# Advise on a job offer for canada



## bharatbansal (Jun 23, 2011)

Hi all, I have been offered a job in Canada through a consultant here in India. The offer is a work permit and is for 3 years and they are offering me 55000$ as CTC. I wanted to know if that's ok for a family of 3. Me my wife who will be looking after the new born baby and of course my 7 months old son.

Will we able to live a good life with this amount of money or shall I further negotiate more. What more shall I ask for as in benefits etc? 


Cheers.
Bharat


----------



## Auld Yin (Mar 10, 2009)

bharatbansal said:


> Hi all, I have been offered a job in Canada through a consultant here in India. The offer is a work permit and is for 3 years and they are offering me 55000$ as CTC. I wanted to know if that's ok for a family of 3. Me my wife who will be looking after the new born baby and of course my 7 months old son.
> 
> Will we able to live a good life with this amount of money or shall I further negotiate more.
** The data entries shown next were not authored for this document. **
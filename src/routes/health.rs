use actix_web::{get, HttpResponse, Responder};
use chrono::Utc;
use serde_json::json;

/// Health check endpoint
///
/// Returns the service status, version, and current timestamp. Unauthenticated.
#[get("/health")]
pub async fn health() -> impl Responder {
    HttpResponse::Ok().json(json!({
        "status": "ok",
        "version": env!("CARGO_PKG_VERSION"),
        "timestamp": Utc::now()
    }))
}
What more shall I ask for as in benefits etc?
> 
> ...


How much money is the Indian consultant asking from you?


----------



## bharatbansal (Jun 23, 2011)

About 2000$. Why?


----------



## Auld Yin (Mar 10, 2009)

bharatbansal said:


> About 2000$. Why?


Firstly, and apologies for saying this, India has many fraudulent consultants. There has been a number of TV exposés here showing this, so be very cautious. The income you mentioned would not provide the best of lifestyles in Canada. Where is this job supposed to be?


----------



## Jrge (Mar 22, 2011)

bharatbansal said:


> Hi all, I have been offered a job in Canada through a consultant here in India. The offer is a work permit and is for 3 years and they are offering me 55000$ as CTC. I wanted to know if that's ok for a family of 3. Me my wife who will be looking after the new born baby and of course my 7 months old son.
> 
> Will we able to live a good life with this amount of money or shall I further negotiate more. What more shall I ask for as in benefits etc?
> 
> ...


Personally, I will look into this "offer" with a microscope, especially since you have little ones to look after; and just to be fair with ya, $55k is rather low.

Animo
(Cheers)


----------



## G-Mo (Aug 17, 2011)

Depends on where this job is, if it's in any of the major cities (Toronto, Montreal, Vancouver, and to a lesser extent Calgary, Edmonton), $55k isn't going to go very far for a family of 4.


----------



## EVHB (Feb 11, 2008)

bharatbansal said:


> hey are offering me 55000$ as CTC.
> 
> What more shall I ask for as in benefits etc?


What is a "CTC"?
How much experience do you have? Level of diploma?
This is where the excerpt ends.